* _Task directions_: Your answer must be every line of the data that contains "bail".

* _Input data_:
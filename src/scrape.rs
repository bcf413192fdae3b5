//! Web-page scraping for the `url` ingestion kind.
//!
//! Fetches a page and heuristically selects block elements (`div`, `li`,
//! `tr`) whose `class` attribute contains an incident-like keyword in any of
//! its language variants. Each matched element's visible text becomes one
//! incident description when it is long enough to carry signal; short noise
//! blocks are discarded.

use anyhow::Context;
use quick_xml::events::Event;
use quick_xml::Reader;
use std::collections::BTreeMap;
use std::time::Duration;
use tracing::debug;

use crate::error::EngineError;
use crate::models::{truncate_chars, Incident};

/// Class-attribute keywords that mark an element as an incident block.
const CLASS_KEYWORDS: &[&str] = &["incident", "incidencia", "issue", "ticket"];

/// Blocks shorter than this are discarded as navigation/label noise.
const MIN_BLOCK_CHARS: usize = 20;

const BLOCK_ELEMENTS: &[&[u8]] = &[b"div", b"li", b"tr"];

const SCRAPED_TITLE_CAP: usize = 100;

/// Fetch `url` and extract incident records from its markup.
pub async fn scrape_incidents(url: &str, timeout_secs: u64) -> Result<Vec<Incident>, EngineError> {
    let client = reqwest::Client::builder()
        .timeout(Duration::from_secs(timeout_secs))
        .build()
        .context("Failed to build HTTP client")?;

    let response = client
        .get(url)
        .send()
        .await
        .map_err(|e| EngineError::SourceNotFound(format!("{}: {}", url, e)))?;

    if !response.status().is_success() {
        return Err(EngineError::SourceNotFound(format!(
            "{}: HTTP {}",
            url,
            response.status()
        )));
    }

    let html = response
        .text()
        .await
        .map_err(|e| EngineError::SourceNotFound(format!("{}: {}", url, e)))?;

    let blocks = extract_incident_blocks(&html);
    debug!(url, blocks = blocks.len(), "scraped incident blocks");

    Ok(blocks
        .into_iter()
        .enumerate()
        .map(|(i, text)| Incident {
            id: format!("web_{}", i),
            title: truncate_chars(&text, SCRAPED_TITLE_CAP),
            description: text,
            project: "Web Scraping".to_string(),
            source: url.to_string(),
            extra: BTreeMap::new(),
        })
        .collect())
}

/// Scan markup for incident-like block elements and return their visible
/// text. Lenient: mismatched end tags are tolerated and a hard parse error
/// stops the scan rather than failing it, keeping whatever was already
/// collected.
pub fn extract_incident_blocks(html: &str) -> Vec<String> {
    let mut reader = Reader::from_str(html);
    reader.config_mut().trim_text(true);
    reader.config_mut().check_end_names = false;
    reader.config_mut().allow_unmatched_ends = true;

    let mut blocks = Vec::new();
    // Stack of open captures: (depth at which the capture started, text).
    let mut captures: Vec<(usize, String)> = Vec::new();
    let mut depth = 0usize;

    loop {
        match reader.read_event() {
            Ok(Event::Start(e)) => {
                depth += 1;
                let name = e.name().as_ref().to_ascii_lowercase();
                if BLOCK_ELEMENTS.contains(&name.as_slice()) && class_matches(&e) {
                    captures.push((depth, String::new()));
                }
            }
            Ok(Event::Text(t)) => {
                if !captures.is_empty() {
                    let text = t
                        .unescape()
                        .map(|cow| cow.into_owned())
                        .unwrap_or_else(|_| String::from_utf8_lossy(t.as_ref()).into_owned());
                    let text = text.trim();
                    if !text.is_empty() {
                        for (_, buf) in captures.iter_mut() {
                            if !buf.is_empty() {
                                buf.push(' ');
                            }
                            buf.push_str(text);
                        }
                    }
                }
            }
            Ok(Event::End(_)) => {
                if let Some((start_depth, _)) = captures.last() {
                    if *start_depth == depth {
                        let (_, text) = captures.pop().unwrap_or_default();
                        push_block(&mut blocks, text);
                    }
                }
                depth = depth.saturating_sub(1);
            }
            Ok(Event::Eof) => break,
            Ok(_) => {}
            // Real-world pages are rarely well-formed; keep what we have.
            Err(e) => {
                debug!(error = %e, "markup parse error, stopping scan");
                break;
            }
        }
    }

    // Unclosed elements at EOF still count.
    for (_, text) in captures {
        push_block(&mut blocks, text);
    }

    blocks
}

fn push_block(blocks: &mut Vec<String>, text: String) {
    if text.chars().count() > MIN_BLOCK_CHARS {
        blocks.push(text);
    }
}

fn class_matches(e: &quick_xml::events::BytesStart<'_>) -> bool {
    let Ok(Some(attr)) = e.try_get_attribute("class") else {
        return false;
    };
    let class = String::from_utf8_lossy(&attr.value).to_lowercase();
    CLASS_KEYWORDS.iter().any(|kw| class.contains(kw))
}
---
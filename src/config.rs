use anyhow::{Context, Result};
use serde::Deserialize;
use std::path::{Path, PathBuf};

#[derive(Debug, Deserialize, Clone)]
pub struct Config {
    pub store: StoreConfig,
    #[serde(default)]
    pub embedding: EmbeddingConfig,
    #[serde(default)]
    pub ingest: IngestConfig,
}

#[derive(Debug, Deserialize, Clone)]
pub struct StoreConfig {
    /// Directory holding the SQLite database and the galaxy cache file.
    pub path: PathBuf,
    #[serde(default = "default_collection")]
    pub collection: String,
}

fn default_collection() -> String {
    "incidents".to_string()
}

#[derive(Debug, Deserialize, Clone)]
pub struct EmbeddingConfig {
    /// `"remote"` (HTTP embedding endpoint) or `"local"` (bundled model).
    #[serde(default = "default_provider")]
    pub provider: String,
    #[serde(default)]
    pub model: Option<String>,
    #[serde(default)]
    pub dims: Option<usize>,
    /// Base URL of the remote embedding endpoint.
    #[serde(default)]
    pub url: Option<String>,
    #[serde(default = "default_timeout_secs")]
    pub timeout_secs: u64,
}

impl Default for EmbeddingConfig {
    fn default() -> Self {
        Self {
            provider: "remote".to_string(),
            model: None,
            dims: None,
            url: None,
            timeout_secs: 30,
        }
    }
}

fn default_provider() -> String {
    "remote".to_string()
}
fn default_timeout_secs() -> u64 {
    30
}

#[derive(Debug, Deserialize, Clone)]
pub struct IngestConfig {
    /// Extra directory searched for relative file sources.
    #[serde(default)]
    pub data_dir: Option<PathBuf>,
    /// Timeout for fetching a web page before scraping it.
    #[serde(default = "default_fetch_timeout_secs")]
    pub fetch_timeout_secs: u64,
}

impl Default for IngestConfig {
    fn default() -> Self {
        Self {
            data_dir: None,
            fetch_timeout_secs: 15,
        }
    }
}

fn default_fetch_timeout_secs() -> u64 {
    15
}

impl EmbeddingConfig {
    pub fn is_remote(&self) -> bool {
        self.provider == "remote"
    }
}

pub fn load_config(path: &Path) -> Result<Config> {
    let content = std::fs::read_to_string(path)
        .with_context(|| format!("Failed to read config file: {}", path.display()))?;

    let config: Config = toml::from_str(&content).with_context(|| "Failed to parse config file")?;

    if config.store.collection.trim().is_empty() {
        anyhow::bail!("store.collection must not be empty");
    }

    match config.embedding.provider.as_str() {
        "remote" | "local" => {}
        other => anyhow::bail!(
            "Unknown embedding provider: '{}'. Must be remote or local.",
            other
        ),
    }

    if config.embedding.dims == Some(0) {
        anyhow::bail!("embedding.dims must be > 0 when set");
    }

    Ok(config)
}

* _Answer box_:
        anyhow::bail!("store.collection must not be empty");
        other => anyhow::bail!(
        anyhow::bail!("embedding.dims must be > 0 when set");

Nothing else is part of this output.